Chinese cave on the U.S. stock market
Yishui, China (Reuters) – A Chinese tourism company listed in the United States wants investors to pour their money down a dark hole. Literally.
China’s “Underground Grand Canyon,” about an hour’s drive outside the smoggy city of Linyi in the eastern province of Shandong , promises visitors 3 km (2 miles) of grand stalactites, multicoloured lights and an exciting luge ride.
Tracing the attraction’s ticket receipts back to investors in the United States proves an even more complex labyrinth to navigate. Following the trail sheds light on the lengths some Chinese businesses have gone to secure overseas listings, which bring the companies funding and prestige back home.
“For entrepreneurs, going public gives them a sense of recognition. For employees, going public gives them a sense of achievement,” Zhng Shanji, the chairman of the company, boasted to a tourism publication four years ago as he embarked on the odyssey to list it.
The owners of the Underground Grand Canyon attraction eventually used a dizzying array of holding companies to ultimately list in the United States through a reverse merger that accomplished the feat in 2010.

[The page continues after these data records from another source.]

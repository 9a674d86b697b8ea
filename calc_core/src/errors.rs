//! # Error Types
//!
//! Structured error types for calc_core. Numeric edge cases never produce an
//! error (bad numbers coerce to zero, degenerate ratios split to zero); the
//! variants here cover the things that genuinely cannot proceed: unknown
//! layers, fields that don't apply to a layer kind, files, and rendering.
//!
//! ## Example
//!
//! ```rust
//! use calc_core::errors::{CalcError, CalcResult};
//!
//! fn parse_tier(name: &str) -> CalcResult<&'static str> {
//!     match name {
//!         "economy" => Ok("Economy"),
//!         other => Err(CalcError::invalid_input("tier", other, "Unknown tier")),
//!     }
//! }
//!
//! assert!(parse_tier("deluxe").is_err());
//! ```

use serde::{Deserialize, Serialize};
use thiserror::Error;

/// Result type alias for calc_core operations
pub type CalcResult<T> = Result<T, CalcError>;

/// Structured error type for calculation and export operations.
#[derive(Error, Debug, Clone, Serialize, Deserialize, PartialEq)]
#[serde(tag = "type", content = "details")]
pub enum CalcError {
    /// An input value is invalid (unknown field name, wrong layer kind, etc.)
    #[error("Invalid input for '{field}': {value} - {reason}")]
    InvalidInput {
        field: String,
        value: String,
        reason: String,
    },

    /// No layer with the given id exists in the store
    #[error("Layer not found: {id}")]
    LayerNotFound { id: String },

    /// No color with the given id exists on the layer
    #[error("Color not found: {color_id} on layer {layer_id}")]
    ColorNotFound { layer_id: String, color_id: String },

    /// File I/O error
    #[error("File error: {operation} on '{path}' - {reason}")]
    FileError {
        operation: String,
        path: String,
        reason: String,
    },

    /// JSON/TOML serialization or deserialization error
    #[error("Serialization error: {reason}")]
    SerializationError { reason: String },

    /// The report document could not be rendered
    #[error("Report rendering failed: {reason}")]
    RenderFailed { reason: String },

    /// Generic internal error (should be rare)
    #[error("Internal error: {message}")]
    Internal { message: String },
}

impl CalcError {
    /// Create an InvalidInput error
    pub fn invalid_input(field: impl Into<String>, value: impl Into<String>, reason: impl Into<String>) -> Self {
        CalcError::InvalidInput {
            field: field.into(),
            value: value.into(),
            reason: reason.into(),
        }
    }

    /// Create a LayerNotFound error
    pub fn layer_not_found(id: impl ToString) -> Self {
        CalcError::LayerNotFound { id: id.to_string() }
    }

    /// Create a ColorNotFound error
    pub fn color_not_found(layer_id: impl ToString, color_id: impl ToString) -> Self {
        CalcError::ColorNotFound {
            layer_id: layer_id.to_string(),
            color_id: color_id.to_string(),
        }
    }

    /// Create a FileError
    pub fn file_error(operation: impl Into<String>, path: impl Into<String>, reason: impl Into<String>) -> Self {
        CalcError::FileError {
            operation: operation.into(),
            path: path.into(),
            reason: reason.into(),
        }
    }

    /// Create a SerializationError
    pub fn serialization(reason: impl ToString) -> Self {
        CalcError::SerializationError {
            reason: reason.to_string(),
        }
    }

    /// Create a RenderFailed error
    pub fn render_failed(reason: impl Into<String>) -> Self {
        CalcError::RenderFailed {
            reason: reason.into(),
        }
    }

    /// Get a short error code for programmatic handling
    pub fn error_code(&self) -> &'static str {
        match self {
            CalcError::InvalidInput { .. } => "INVALID_INPUT",
            CalcError::LayerNotFound { .. } => "LAYER_NOT_FOUND",
            CalcError::ColorNotFound { .. } => "COLOR_NOT_FOUND",
            CalcError::FileError { .. } => "FILE_ERROR",
            CalcError::SerializationError { .. } => "SERIALIZATION_ERROR",
            CalcError::RenderFailed { .. } => "RENDER_FAILED",
            CalcError::Internal { .. } => "INTERNAL_ERROR",
        }
    }
}

#[cfg(test)]
mod tests {
    use super::*;

    #[test]
    fn test_error_serialization() {
        let error = CalcError::invalid_input("quartz", "varnish", "Quartz only applies to resin layers");
        let json = serde_json::to_string(&error).unwrap();
        assert!(json.contains("\"type\":\"InvalidInput\""));

        let roundtrip: CalcError = serde_json::from_str(&json).unwrap();
        assert_eq!(error, roundtrip);
    }

    #[test]
    fn test_error_codes() {
        assert_eq!(CalcError::layer_not_found("abc").error_code(), "LAYER_NOT_FOUND");
        assert_eq!(CalcError::color_not_found("a", "b").error_code(), "COLOR_NOT_FOUND");
        assert_eq!(CalcError::render_failed("boom").error_code(), "RENDER_FAILED");
    }

    #[test]
    fn test_error_display() {
        let error = CalcError::file_error("read", "plan.json", "not found");
        assert_eq!(error.to_string(), "File error: read on 'plan.json' - not found");
    }
}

The tourist attraction, located off a small road exiting the millet- and corn-growing village of Yishui in the plains of Shandong, is the brainchild of Zhang, the local magnate who in 2004 leased the cave from Linyi officials for nearly 60 years.
With its rock-shaped ticket booths and brightly lit caverns, the cave tourism business attracted more than 670,000 visitors last year, the company says. By comparison, more than 3.6 million visitors visited Yellowstone National Park, the oldest national park in the United States, that year. (Yellowstone is not listed, nor is the U.S. Grand Canyon in Arizona).